- ACTIVITY
Going down the data below, set down exactly the line with "The command language" and each line after it through the line with "use colored::Colorize;"; no other lines.

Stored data
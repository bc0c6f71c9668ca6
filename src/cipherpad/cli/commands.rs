use super::print::{print_messages, print_result};
use super::setup::{init_logging, Cli};
use cipherpad::api::{CipherpadApi, CmdMessage};
use cipherpad::config::{resolve_config_dir, CipherpadConfig};
use cipherpad::driver;
use cipherpad::error::{CipherpadError, Result};
use cipherpad::store::memory::InMemoryStore;
use clap::Parser;
use std::path::{Path, PathBuf};
use tracing::debug;

struct AppContext {
    commands_file: PathBuf,
    color: bool,
}

pub fn run() -> Result<()> {
    let cli = Cli::parse();
    init_logging(cli.verbose);

    let ctx = init_context(&cli)?;
    if !ctx.color {
        colored::control::set_override(false);
    }

    handle_file(&ctx.commands_file)
}

fn init_context(cli: &Cli) -> Result<AppContext> {
    let cwd = std::env::current_dir().unwrap_or_else(|_| PathBuf::from("."));

    let config = match resolve_config_dir(&cwd) {
        Some(dir) => {
            debug!(dir = %dir.display(), "loading config");
            CipherpadConfig::load(&dir)?
        }
        None => CipherpadConfig::default(),
    };

    let commands_file = cli
        .file
        .clone()
        .unwrap_or_else(|| config.commands_path());

    Ok(AppContext {
        commands_file,
        color: config.color && !cli.no_color,
    })
}

fn handle_file(path: &Path) -> Result<()> {
    let mut api = CipherpadApi::new(InMemoryStore::new());

    let outcome = driver::process_file(&mut api, path, |line| {
        println!("Processing line {}: {}", line.line_number, line.content);
        print_result(&line.result);
        println!();
    });

    match outcome {
        Ok(_) => Ok(()),
        // Reported like any other command outcome; the run just stops here.
        Err(e @ (CipherpadError::FileNotFound(_) | CipherpadError::Io(_))) => {
            print_messages(&[CmdMessage::error(e.to_string())]);
            Ok(())
        }
        Err(e) => Err(e),
    }
}
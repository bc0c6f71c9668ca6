//! Unbounded base-10 integers.
//!
//! Shift offsets and length bounds may be any integer, so command arguments
//! are kept as their canonical digit string rather than squeezed into a
//! machine word. Only the two operations the interpreter needs are provided:
//! reduction modulo a small divisor and a clamped conversion to `i64`.

use std::fmt;
use std::str::FromStr;

/// A signed decimal integer of any magnitude.
///
/// Parsing accepts an optional `+` or `-` followed by one or more ASCII
/// digits. The stored form is canonical: no `+`, no leading zeros and no
/// negative zero, so equal values compare equal.
#[derive(Debug, Clone, PartialEq, Eq, Hash)]
pub struct Integer {
    negative: bool,
    digits: String,
}

impl Integer {
    /// Euclidean remainder, always in `0..modulus`.
    pub fn rem_euclid(&self, modulus: u32) -> u32 {
        let modulus = u64::from(modulus.max(1));
        let rem = self
            .digits
            .bytes()
            .fold(0u64, |acc, d| (acc * 10 + u64::from(d - b'0')) % modulus);
        if self.negative && rem != 0 {
            (modulus - rem) as u32
        } else {
            rem as u32
        }
    }

    /// The value as `i64`, clamped to `i64::MIN..=i64::MAX`.
    pub fn saturating_i64(&self) -> i64 {
        self.to_string().parse::<i64>().unwrap_or(if self.negative {
            i64::MIN
        } else {
            i64::MAX
        })
    }
}

impl From<i64> for Integer {
    fn from(value: i64) -> Self {
        Self {
            negative: value < 0,
            digits: value.unsigned_abs().to_string(),
        }
    }
}

impl FromStr for Integer {
    type Err = ();

    fn from_str(s: &str) -> Result<Self, Self::Err> {
        let (negative, body) = match s.as_bytes().first() {
            Some(b'-') => (true, &s[1..]),
            Some(b'+') => (false, &s[1..]),
            _ => (false, s),
        };
        if body.is_empty() || !body.bytes().all(|b| b.is_ascii_digit()) {
            return Err(());
        }

        let trimmed = body.trim_start_matches('0');
        let digits = if trimmed.is_empty() { "0" } else { trimmed };
        Ok(Self {
            negative: negative && digits != "0",
            digits: digits.to_string(),
        })
    }
}

impl fmt::Display for Integer {
    fn fmt(&self, f: &mut fmt::Formatter<'_>) -> fmt::Result {
        if self.negative {
            write!(f, "-{}", self.digits)
        } else {
            f.write_str(&self.digits)
        }
    }
}
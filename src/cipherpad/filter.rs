//! REM conditions.
//!
//! A [`RemoveFilter`] names the records to drop. Only five field/operator
//! pairs exist; notably `date` only supports `==`.

use crate::error::CommandError;
use crate::integer::Integer;
use crate::model::Record;
use std::fmt;

#[derive(Debug, Clone, PartialEq, Eq)]
pub enum RemoveFilter {
    OwnerEq(String),
    OwnerNe(String),
    DateEq(String),
    LengthGt(i64),
    LengthLt(i64),
}

impl RemoveFilter {
    /// Build a filter from the three parts of a REM condition.
    ///
    /// `value` is taken as is; quote stripping happens in the parser.
    pub fn new(field: &str, operator: &str, value: &str) -> Result<Self, CommandError> {
        let filter = match (field, operator) {
            ("owner", "==") => RemoveFilter::OwnerEq(value.to_string()),
            ("owner", "!=") => RemoveFilter::OwnerNe(value.to_string()),
            ("date", "==") => RemoveFilter::DateEq(value.to_string()),
            ("length", ">") => RemoveFilter::LengthGt(parse_length(value)?),
            ("length", "<") => RemoveFilter::LengthLt(parse_length(value)?),
            _ => {
                return Err(CommandError::UnknownRemCondition {
                    field: field.to_string(),
                    operator: operator.to_string(),
                    value: value.to_string(),
                })
            }
        };
        Ok(filter)
    }

    /// Returns `true` if the record should be removed.
    pub fn matches(&self, record: &Record) -> bool {
        match self {
            RemoveFilter::OwnerEq(owner) => record.owner() == owner,
            RemoveFilter::OwnerNe(owner) => record.owner() != owner,
            RemoveFilter::DateEq(date) => record.date() == date,
            RemoveFilter::LengthGt(n) => text_length(record) > *n,
            RemoveFilter::LengthLt(n) => text_length(record) < *n,
        }
    }
}

impl fmt::Display for RemoveFilter {
    fn fmt(&self, f: &mut fmt::Formatter<'_>) -> fmt::Result {
        match self {
            RemoveFilter::OwnerEq(v) => write!(f, "owner == {}", v),
            RemoveFilter::OwnerNe(v) => write!(f, "owner != {}", v),
            RemoveFilter::DateEq(v) => write!(f, "date == {}", v),
            RemoveFilter::LengthGt(n) => write!(f, "length > {}", n),
            RemoveFilter::LengthLt(n) => write!(f, "length < {}", n),
        }
    }
}

/// Any integer is a valid bound. Values past the `i64` range clamp to its
/// ends, which no text length can reach.
fn parse_length(value: &str) -> Result<i64, CommandError> {
    value
        .parse::<Integer>()
        .map(|n| n.saturating_i64())
        .map_err(|_| CommandError::InvalidLengthValue)
}

fn text_length(record: &Record) -> i64 {
    i64::try_from(record.text_length()).unwrap_or(i64::MAX)
}
use crate::commands::{CmdMessage, CmdResult};
use crate::parser::AddRequest;
use crate::store::RecordStore;
use tracing::debug;

pub fn run<S: RecordStore>(store: &mut S, request: AddRequest) -> CmdResult {
    let kind = request.kind();
    let record = request.into_record();
    debug!(
        owner = record.owner(),
        cipher = %kind,
        length = record.text_length(),
        "record added"
    );

    let message = CmdMessage::success(format!(
        "Added {} cipher for owner '{}'",
        kind,
        record.owner()
    ));
    store.push(record);

    CmdResult::default().with_message(message)
}
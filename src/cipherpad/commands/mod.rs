use crate::model::Record;

pub mod add;
pub mod print;
pub mod remove;

#[derive(Debug, Clone, PartialEq, Eq)]
pub enum MessageLevel {
    Info,
    Success,
    Error,
}

#[derive(Debug, Clone, PartialEq, Eq)]
pub struct CmdMessage {
    pub level: MessageLevel,
    pub content: String,
}

impl CmdMessage {
    pub fn info(content: impl Into<String>) -> Self {
        Self {
            level: MessageLevel::Info,
            content: content.into(),
        }
    }

    pub fn success(content: impl Into<String>) -> Self {
        Self {
            level: MessageLevel::Success,
            content: content.into(),
        }
    }

    pub fn error(content: impl Into<String>) -> Self {
        Self {
            level: MessageLevel::Error,
            content: content.into(),
        }
    }
}

/// A record paired with its 1-based position in the store.
#[derive(Debug, Clone)]
pub struct DisplayRecord {
    pub index: usize,
    pub record: Record,
}

#[derive(Debug, Default)]
pub struct CmdResult {
    pub listed_records: Vec<DisplayRecord>,
    pub removed_count: usize,
    pub messages: Vec<CmdMessage>,
}

impl CmdResult {
    pub fn with_message(mut self, message: CmdMessage) -> Self {
        self.messages.push(message);
        self
    }

    pub fn with_listed_records(mut self, records: Vec<DisplayRecord>) -> Self {
        self.listed_records = records;
        self
    }

    pub fn has_errors(&self) -> bool {
        self.messages
            .iter()
            .any(|m| matches!(m.level, MessageLevel::Error))
    }
}
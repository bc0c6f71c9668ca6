//! # Cipherpad Architecture
//!
//! Cipherpad runs a small line-oriented command language over an in-memory
//! collection of records, each holding a text encrypted with a classical cipher
//! (character substitution or alphabetic shift). The binary reads a commands
//! file; everything else is a library.
//!
//! ## Layers
//!
//! ```text
//! ┌─────────────────────────────────────────────────────────────┐
//! │  CLI Layer (cli/, wired by main.rs)                         │
//! │  - Parses arguments, loads config, sets up logging          │
//! │  - The ONLY place that knows about stdout/stderr/exit codes │
//! └─────────────────────────────────────────────────────────────┘
//!                              │
//!                              ▼
//! ┌─────────────────────────────────────────────────────────────┐
//! │  Driver (driver.rs)                                         │
//! │  - Reads a commands file line by line                       │
//! │  - Skips blanks and `#` comments, hands results back        │
//! └─────────────────────────────────────────────────────────────┘
//!                              │
//!                              ▼
//! ┌─────────────────────────────────────────────────────────────┐
//! │  API Layer (api.rs)                                         │
//! │  - Owns the store                                           │
//! │  - Parses a line (parser.rs) and dispatches it              │
//! │  - Returns structured `CmdResult` values                    │
//! └─────────────────────────────────────────────────────────────┘
//!                              │
//!                              ▼
//! ┌─────────────────────────────────────────────────────────────┐
//! │  Command Layer (commands/*.rs)                              │
//! │  - ADD / REM / PRINT business logic                         │
//! └─────────────────────────────────────────────────────────────┘
//!                              │
//!                              ▼
//! ┌─────────────────────────────────────────────────────────────┐
//! │  Storage Layer (store/)                                     │
//! │  - Abstract RecordStore trait, InMemoryStore                │
//! └─────────────────────────────────────────────────────────────┘
//! ```
//!
//! ## Key Principle: No I/O Assumptions in Core
//!
//! From `api.rs` inward, code takes regular Rust values and returns regular Rust
//! types. It never writes to stdout/stderr and never exits the process. A
//! malformed command is a value (an error-level [`api::CmdMessage`]), not a
//! failure, so a caller can always continue with the next line.
//!
//! ## Module Overview
//!
//! - [`api`]: The API facade, entry point for running commands
//! - [`cipher`]: Substitution and shift ciphers
//! - [`commands`]: Business logic for each command
//! - [`config`]: Configuration management
//! - [`driver`]: Commands file processing
//! - [`error`]: Error types
//! - [`filter`]: REM conditions
//! - [`integer`]: Unbounded integers for shift and length arguments
//! - [`model`]: The `Record` type
//! - [`parser`]: The command language
//! - [`store`]: Storage abstraction and the in-memory implementation

pub mod api;
pub mod cipher;
pub mod commands;
pub mod config;
pub mod driver;
pub mod error;
pub mod filter;
pub mod integer;
pub mod model;
pub mod parser;
pub mod store;
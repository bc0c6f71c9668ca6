use cipherpad::api::{CmdMessage, CmdResult, DisplayRecord, MessageLevel};
use colored::Colorize;

const LISTING_HEADER: &str = "ENCRYPTED TEXTS";

pub(super) fn print_result(result: &CmdResult) {
    print!("{}", render_records(&result.listed_records));
    print_messages(&result.messages);
}

pub(super) fn print_messages(messages: &[CmdMessage]) {
    for message in messages {
        println!("{}", render_message(message));
    }
}

fn render_message(message: &CmdMessage) -> String {
    match message.level {
        MessageLevel::Info => message.content.dimmed().to_string(),
        MessageLevel::Success => message.content.green().to_string(),
        MessageLevel::Error => message.content.red().to_string(),
    }
}

/// Blank line, header, one numbered line per record, blank line.
/// Empty input renders nothing.
fn render_records(records: &[DisplayRecord]) -> String {
    if records.is_empty() {
        return String::new();
    }

    let mut out = format!("\n{}\n", LISTING_HEADER.bold());
    for dr in records {
        let index = format!("{}.", dr.index);
        out.push_str(&format!("{} {}\n", index.yellow(), dr.record.describe()));
    }
    out.push('\n');
    out
}
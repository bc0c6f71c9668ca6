//! # Cipherpad CLI
//!
//! The binary is intentionally thin: the CLI lives in `cli/`, while this file
//! only invokes `cli::run()` and handles process termination.
//!
//! Problems with the commands file itself (missing, unreadable) are part of a
//! normal run and are reported on stdout. Only failures around the run, such
//! as a malformed configuration file, end up here.

mod cli;

fn main() {
    if let Err(e) = cli::run() {
        eprintln!("Error: {}", e);
        std::process::exit(1);
    }
}
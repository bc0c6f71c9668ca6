use std::process::Command;

fn git(args: &[&str]) -> Option<String> {
    Command::new("git")
        .args(args)
        .output()
        .ok()
        .filter(|o| o.status.success())
        .and_then(|o| String::from_utf8(o.stdout).ok())
        .map(|s| s.trim().to_string())
}

fn main() {
    // Re-run if git HEAD changes
    println!("cargo:rerun-if-changed=.git/HEAD");
    println!("cargo:rerun-if-changed=.git/index");

    let hash = git(&["rev-parse", "--short", "HEAD"]).unwrap_or_default();

    let is_dirty = git(&["status", "--porcelain"])
        .map(|s| !s.is_empty())
        .unwrap_or(false);

    // A release build is a clean tree whose HEAD carries the version tag
    let version = env!("CARGO_PKG_VERSION");
    let tag_at_head = git(&["tag", "--points-at", "HEAD"])
        .map(|s| {
            s.lines()
                .any(|tag| tag == format!("v{}", version) || tag == version)
        })
        .unwrap_or(false);

    println!("cargo:rustc-env=GIT_HASH={}", hash);
    println!("cargo:rustc-env=IS_RELEASE={}", tag_at_head && !is_dirty);
}
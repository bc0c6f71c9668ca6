use crate::commands::{CmdMessage, CmdResult, DisplayRecord};
use crate::store::RecordStore;

pub fn run<S: RecordStore>(store: &S) -> CmdResult {
    if store.is_empty() {
        return CmdResult::default().with_message(CmdMessage::info("No encrypted texts available"));
    }

    let listed = store
        .records()
        .iter()
        .enumerate()
        .map(|(i, record)| DisplayRecord {
            index: i + 1,
            record: record.clone(),
        })
        .collect();

    CmdResult::default().with_listed_records(listed)
}
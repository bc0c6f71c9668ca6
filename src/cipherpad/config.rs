use crate::driver::DEFAULT_COMMANDS_FILE;
use crate::error::{CipherpadError, Result};
use directories::ProjectDirs;
use serde::Deserialize;
use std::fs;
use std::path::{Path, PathBuf};

const CONFIG_FILENAME: &str = "config.json";
const PROJECT_CONFIG_DIR: &str = ".cipherpad";
pub const CONFIG_DIR_ENV: &str = "CIPHERPAD_CONFIG_DIR";

/// Configuration for cipherpad, stored in `<config dir>/config.json`
#[derive(Debug, Clone, Deserialize, PartialEq, Eq)]
pub struct CipherpadConfig {
    /// Commands file read when none is given on the command line
    #[serde(default = "default_commands_file")]
    pub commands_file: String,

    /// Colored output
    #[serde(default = "default_color")]
    pub color: bool,
}

fn default_commands_file() -> String {
    DEFAULT_COMMANDS_FILE.to_string()
}

fn default_color() -> bool {
    true
}

impl Default for CipherpadConfig {
    fn default() -> Self {
        Self {
            commands_file: default_commands_file(),
            color: default_color(),
        }
    }
}

impl CipherpadConfig {
    /// Load config from the given directory, or return defaults if not found
    pub fn load<P: AsRef<Path>>(config_dir: P) -> Result<Self> {
        let config_path = config_dir.as_ref().join(CONFIG_FILENAME);

        if !config_path.exists() {
            return Ok(Self::default());
        }

        let content = fs::read_to_string(&config_path).map_err(|e| {
            CipherpadError::Config(format!("cannot read {}: {}", config_path.display(), e))
        })?;
        let config: CipherpadConfig =
            serde_json::from_str(&content).map_err(CipherpadError::Serialization)?;
        Ok(config)
    }

    pub fn commands_path(&self) -> PathBuf {
        PathBuf::from(&self.commands_file)
    }
}

/// Where to look for `config.json`.
///
/// `$CIPHERPAD_CONFIG_DIR` wins, then `./.cipherpad` when it exists, then the
/// platform config directory. `None` when none of these can be determined.
pub fn resolve_config_dir(cwd: &Path) -> Option<PathBuf> {
    if let Some(dir) = std::env::var_os(CONFIG_DIR_ENV).filter(|v| !v.is_empty()) {
        return Some(PathBuf::from(dir));
    }

    let project = cwd.join(PROJECT_CONFIG_DIR);
    if project.is_dir() {
        return Some(project);
    }

    ProjectDirs::from("com", "cipherpad", "cipherpad").map(|dirs| dirs.config_dir().to_path_buf())
}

- RESULT OF THIS EXERCISE
//! - [`parser`]: The command language
//! - [`store`]: Storage abstraction and the in-memory implementation

pub mod api;
pub mod cipher;
pub mod commands;
pub mod config;
pub mod driver;
pub mod error;
pub mod filter;
pub mod integer;
pub mod model;
pub mod parser;
pub mod store;
repository bc0c6f71c9668ca6
use cipherpad::api::{CmdMessage, CmdResult, DisplayRecord, MessageLevel};
use colored::Colorize;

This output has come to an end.